Most mortgage lenders have income ratios to determine how much debt a person can incur. Basically they want the mortgage payment not to exceed 30% of gross income. A $350,000 30 year loan has a monthly payment of $1,650. To qualify the gross income must be at least $66,000. The interest on this loan would be $19,000 and if the taxes were $4,000 the total would be $23,000 which is less than the $24,000 standard deduction in the Trump plan so this person would not itemize and thus not deduct taxes or interest. The new plan proposal states that a person can deduct mortgage interest up to a $500,000 mortgage and the can deduct real estate taxes up to $10,000. This sounds like upper income people who will lose deductions not middle income people.

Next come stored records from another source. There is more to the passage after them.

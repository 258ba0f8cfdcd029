//! Error type for `kaapi-store-sqlite`.

use thiserror::Error;

#[derive(Debug, Error)]
pub enum Error {
  #[error("core error: {0}")]
  Core(#[from] kaapi_core::Error),

  #[error("database error: {0}")]
  Database(#[from] tokio_rusqlite::Error),

  #[error("uuid parse error: {0}")]
  Uuid(#[from] uuid::Error),

  #[error("date/time parse error: {0}")]
  DateParse(String),
}

pub type Result<T, E = Error> = std::result::Result<T, E>;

I don’t know any working people who have mortgages over $500,000 or pay more than $10,000 in property tax. The argument that this is a tax break for the rich doesn’t hold water so those opposed have now changed the argument to it is tax break for corporations which it is. Under the Trump plan a family of four with an income of $66,000 will pay $1,800 in federal income tax. Under current law this family would pay $2,700. This savings is because the child tax credit was increased from $1,000 to $1,600. As far as the superrich they don’t normally pay income tax but they pay capital gain tax. This is a big savings since the top rate on income tax is 39.6% and on capital gains it is 20%. In addition state income taxes are higher than state capital gains taxes which usually run about 3%.